Moral of the story guys. You try to hurt our pride we just might end up as your competition. Not all of us will quit and admit defeat. I’m not going to let a man tell me or make me feel like I can’t do something tech related because I’m a woman.

With my own business doing what I want I am so much happier than I was back then.

TellCode says:

I think it's a good idea.

I had no real problems with men in my classes. It’s the “real world” where the issues are biggest.

For example: I’ve been working at a company for over a year now and my co-workers are all male. Whenever a customer (internal) asks me a question, my co-worker immediately cuts me off from answering.

When my boss (who is also my co-workers boss) asks me when I plan to have a project completed, my co-worker repeats the question to me, then demands to know how I’m going to prioritize each task.

I’m asked to leave whenever my boss and co-worker want to discuss on-going projects, even if they’re my projects.

I’m certified in BI, which involves SSAS Cubes. My co-worker scanned a couple pages in a book, built one cube, and my boss told me *I* need to learn how to build them from my male co-worker. I had to tell my co-worker how to process the cube so it would work… but I’m a girl, so I’m stupid.

Every week I have at least 5 on-going projects, numerous help tickets, and last minute changes or requests. My male co-workers are only given 1 task or project to complete at a time.
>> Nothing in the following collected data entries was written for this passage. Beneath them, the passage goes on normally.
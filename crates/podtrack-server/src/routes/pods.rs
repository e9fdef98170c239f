use axum::extract::State;
use axum::{Extension, Json};

use crate::auth::AuthUser;
use crate::error::AppError;
use crate::state::AppState;

/// GET /api/pods — gate status for every pod in roster order.
pub async fn list_gates(
    State(app): State<AppState>,
    Extension(user): Extension<AuthUser>,
) -> Result<Json<serde_json::Value>, AppError> {
    let gates = tokio::task::spawn_blocking(move || {
        podtrack_core::service::pod_gates(app.store.as_ref(), &app.roster, &user.id)
    })
    .await
    .map_err(|e| AppError(anyhow::anyhow!("task join error: {e}")))??;

    Ok(Json(serde_json::to_value(gates)?))
}
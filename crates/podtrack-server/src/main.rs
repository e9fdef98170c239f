use clap::Parser;
use podtrack_core::roster::Roster;
use podtrack_server::salesforce::SalesforceStore;
use podtrack_server::state::AppState;
use std::path::PathBuf;
use std::sync::Arc;

#[derive(Parser)]
#[command(
    name = "podtrack-server",
    about = "Youth-development pod tracking API backed by a CRM record store",
    version
)]
struct Args {
    /// Port to listen on
    #[arg(long, default_value = "8080", env = "PODTRACK_PORT")]
    port: u16,

    /// Salesforce instance base URL
    #[arg(long, env = "SALESFORCE_INSTANCE_URL")]
    salesforce_url: String,

    /// Salesforce API access token
    #[arg(long, env = "SALESFORCE_ACCESS_TOKEN", hide_env_values = true)]
    salesforce_token: String,

    /// HMAC key for session bearer tokens
    #[arg(long, env = "PODTRACK_SESSION_SECRET", hide_env_values = true)]
    session_secret: String,

    /// Shared secret for the signup endpoints
    #[arg(long, env = "VERIFY_SIGNUP_SECRET", hide_env_values = true)]
    signup_secret: String,

    /// Pod roster YAML (default: built-in Trainee/Associate/Partner)
    #[arg(long, env = "PODTRACK_ROSTER")]
    roster: Option<PathBuf>,
}

fn main() -> anyhow::Result<()> {
    let args = Args::parse();

    tracing_subscriber::fmt()
        .with_env_filter(
            tracing_subscriber::EnvFilter::from_default_env()
                .add_directive(tracing::Level::INFO.into()),
        )
        .with_target(false)
        .init();

    let roster = Roster::load(args.roster.as_deref())?;
    let store = Arc::new(SalesforceStore::new(
        args.salesforce_url,
        args.salesforce_token,
    ));
    let state = AppState::new(store, roster, args.session_secret, args.signup_secret);

    // The Salesforce client is blocking; it is only ever driven from
    // spawn_blocking, so a plain multi-thread runtime is all we need.
    tokio::runtime::Builder::new_multi_thread()
        .enable_all()
        .build()?
        .block_on(podtrack_server::serve(state, args.port))
}
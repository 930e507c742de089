//! GRASP configuration.
//!
//! [`GraspConfig`] holds all parameters that control the GRASP outer loop,
//! the constructive phase and the local search.

use crate::error::{ConfigError, Result};
use std::time::Duration;

/// Neighborhood scan policy for the local search phase.
#[derive(Debug, Clone, Copy, PartialEq, Eq, Default)]
#[cfg_attr(feature = "serde", derive(serde::Serialize, serde::Deserialize))]
pub enum LocalSearch {
    /// Scan insertions, removals and exchanges completely, apply the single
    /// best improving move, repeat.
    #[default]
    BestImproving,

    /// Apply the first improving move found in the order insertions,
    /// removals, exchanges, then rescan from the start.
    FirstImproving,
}

/// How the constructive phase picks an element from the RCL.
#[derive(Debug, Clone, Copy, PartialEq, Eq, Default)]
#[cfg_attr(feature = "serde", derive(serde::Serialize, serde::Deserialize))]
pub enum Construction {
    /// Uniformly random RCL member.
    #[default]
    RandomGreedy,

    /// Deterministic pick of the lowest frequency-perturbed cost.
    ///
    /// Each RCL member's insertion delta is divided by the number of
    /// completed iterations whose local optimum contained it; members never
    /// seen score `-inf` and win outright. Biases later constructions away
    /// from overused elements.
    CostPerturbation,
}

/// Configuration for GRASP.
///
/// # Defaults
///
/// ```
/// use u_combopt::grasp::GraspConfig;
///
/// let config = GraspConfig::default();
/// assert!((config.alpha - 0.2).abs() < 1e-12);
/// assert_eq!(config.time_limit.as_secs(), 30 * 60);
/// ```
///
/// # Builder Pattern
///
/// ```
/// use u_combopt::grasp::{Construction, GraspConfig, LocalSearch};
///
/// let config = GraspConfig::default()
///     .with_alpha(0.1)
///     .with_local_search(LocalSearch::FirstImproving)
///     .with_construction(Construction::CostPerturbation)
///     .with_time_limit_minutes(5)
///     .with_targets(vec![100, 200])
///     .with_seed(7);
/// assert!(config.validate().is_ok());
/// ```
#[derive(Debug, Clone, PartialEq)]
#[cfg_attr(feature = "serde", derive(serde::Serialize, serde::Deserialize))]
pub struct GraspConfig {
    /// Greediness-randomness parameter in `[0, 1]`.
    ///
    /// 0 admits only the cheapest candidates (pure greedy); 1 admits every
    /// candidate (pure random).
    pub alpha: f64,

    /// Local search policy.
    pub local_search: LocalSearch,

    /// RCL selection rule.
    pub construction: Construction,

    /// Wall-clock budget, checked once per iteration.
    pub time_limit: Duration,

    /// Optional cap on the number of construct + local-search iterations.
    pub max_iterations: Option<usize>,

    /// Quality thresholds to report time-to-target for.
    ///
    /// `None` disables tracking. An empty list ends the run before the
    /// first iteration.
    pub targets: Option<Vec<i64>>,

    /// Random seed for reproducibility. `None` uses a random seed.
    pub seed: Option<u64>,
}

impl Default for GraspConfig {
    fn default() -> Self {
        Self {
            alpha: 0.2,
            local_search: LocalSearch::default(),
            construction: Construction::default(),
            time_limit: Duration::from_secs(30 * 60),
            max_iterations: None,
            targets: None,
            seed: None,
        }
    }
}

impl GraspConfig {
    /// Sets alpha. Out-of-range values are rejected by [`validate`](Self::validate).
    pub fn with_alpha(mut self, alpha: f64) -> Self {
        self.alpha = alpha;
        self
    }

    /// Sets the local search policy.
    pub fn with_local_search(mut self, local_search: LocalSearch) -> Self {
        self.local_search = local_search;
        self
    }

    /// Sets the RCL selection rule.
    pub fn with_construction(mut self, construction: Construction) -> Self {
        self.construction = construction;
        self
    }

    /// Sets the wall-clock budget.
    pub fn with_time_limit(mut self, limit: Duration) -> Self {
        self.time_limit = limit;
        self
    }

    /// Sets the wall-clock budget in minutes, saturating at `u64::MAX` seconds.
    pub fn with_time_limit_minutes(self, minutes: u64) -> Self {
        self.with_time_limit(Duration::from_secs(minutes.saturating_mul(60)))
    }

    /// Caps the number of iterations.
    pub fn with_max_iterations(mut self, n: usize) -> Self {
        self.max_iterations = Some(n);
        self
    }

    /// Sets the target thresholds.
    pub fn with_targets(mut self, targets: Vec<i64>) -> Self {
        self.targets = Some(targets);
        self
    }

    /// Sets the random seed.
    pub fn with_seed(mut self, seed: u64) -> Self {
        self.seed = Some(seed);
        self
    }

    /// Validates the configuration.
    pub fn validate(&self) -> Result<()> {
        if !(0.0..=1.0).contains(&self.alpha) {
            return Err(ConfigError::InvalidAlpha(self.alpha));
        }
        if self.time_limit.is_zero() {
            return Err(ConfigError::ZeroTimeLimit);
        }
        if self.max_iterations == Some(0) {
            return Err(ConfigError::ZeroIterationLimit);
        }
        Ok(())
    }
}

#[cfg(test)]
mod tests {
    use super::*;

    #[test]
    fn test_default_config() {
        let config = GraspConfig::default();
        assert!((config.alpha - 0.2).abs() < 1e-12);
        assert_eq!(config.local_search, LocalSearch::BestImproving);
        assert_eq!(config.construction, Construction::RandomGreedy);
        assert_eq!(config.time_limit, Duration::from_secs(1800));
        assert!(config.max_iterations.is_none());
        assert!(config.targets.is_none());
        assert!(config.seed.is_none());
        assert!(config.validate().is_ok());
    }

    #[test]
    fn test_builder_pattern() {
        let config = GraspConfig::default()
            .with_alpha(0.0)
            .with_local_search(LocalSearch::FirstImproving)
            .with_construction(Construction::CostPerturbation)
            .with_time_limit_minutes(2)
            .with_max_iterations(50)
            .with_targets(vec![10, 20])
            .with_seed(42);

        assert_eq!(config.alpha, 0.0);
        assert_eq!(config.local_search, LocalSearch::FirstImproving);
        assert_eq!(config.construction, Construction::CostPerturbation);
        assert_eq!(config.time_limit, Duration::from_secs(120));
        assert_eq!(config.max_iterations, Some(50));
        assert_eq!(config.targets, Some(vec![10, 20]));
        assert_eq!(config.seed, Some(42));
    }

    #[test]
    fn test_time_limit_minutes_saturates() {
        let config = GraspConfig::default().with_time_limit_minutes(u64::MAX);
        assert_eq!(config.time_limit, Duration::from_secs(u64::MAX));
    }

    #[test]
    fn test_validate_alpha_bounds() {
        assert!(GraspConfig::default().with_alpha(1.0).validate().is_ok());
        assert_eq!(
            GraspConfig::default().with_alpha(1.01).validate(),
            Err(ConfigError::InvalidAlpha(1.01))
        );
        assert!(GraspConfig::default().with_alpha(-0.1).validate().is_err());
        assert!(GraspConfig::default().with_alpha(f64::NAN).validate().is_err());
    }

    #[test]
    fn test_validate_limits() {
        assert_eq!(
            GraspConfig::default().with_time_limit(Duration::ZERO).validate(),
            Err(ConfigError::ZeroTimeLimit)
        );
        assert_eq!(
            GraspConfig::default().with_max_iterations(0).validate(),
            Err(ConfigError::ZeroIterationLimit)
        );
    }
}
If I have a suggestion on how to complete a project more efficiently, or make it more robust, I’m scoffed at. I have to fight tooth and nail to get my ideas heard. The worst part… we use my suggestions, my code… not my co-workers. When something HAS TO BE DONE quickly and correctly, they give it to me. But I’m still treated like the secretary. Asked to take notes, etc. I enhance and maintain 10 web applications, and all BI apps, while my co-worker has ONLY worked on 1 app for the past 2.5 years.

I asked one co-worker if he knew PHP (he wanted to install app coded in php), and my other co-worker immediately spouts off “Let me tell you what PHP is.. it’s a programming language… ” blah blah blah…
I’ve been writing in PHP for several years, he knew this. I have told him this before. He believes I’m retarded.

I graduated with honors in less than 2 years, I’ve recieved merit scholarships. I earned my MCTS in BI. I’m currently studying for .Net and Sharepoint cert’s that’ll I get in the next couple of months.

It doesn’t matter how many achievements I get, awards, certifications… I’m a girl, and girls are stoopid.

How do we change this? Do woman need to be more forthright in the workplace, more dominant? How do I modify my behavior to influence my co-workers and boss? I want to be treated as an equal. How do I accomplish this?

And why is it so threatening to a male that another person, who’s genitalia isn’t dangling, can actually code too?

Kt says:

As a female who is going back to school to become a programmer, these negative experience comments are scaring me. I’ve taken some courses and done decently, and have been writing some code of my own accord for work.

I know that I love coding and programming is in my blood. But I fear the possible awkward situations at work, with people who are uncomfortable with my gender. I like many things nerdy though (sci fi, video games) and I have often wished my coworkers shared the same interests. So I’m trying to stay positive and focus on things like this. Also I have a very positive attitude towards people in general, always treating them with respect, so I’m thinking this is probably more important than anything else. I’ve seen hostile work environments shift from having a few people with this attitude who set a good example. Any way, I am scared to be doing this due to possible sexism but I know it’s my calling so I’m going to take the risk.

I think it’s difficult for women to be in this field, so I just hope the men who read this realize this and have a bit of appreciation of the courage it takes to be a minority. At the same time I hope women don’t get too obsessed with gender. Some people are just jerks so don’t always see this as sexism. Of course your gender will be noticed- it’s just how things are. So I think accepting this fact may help too. Being able to joke about it probably helps even more.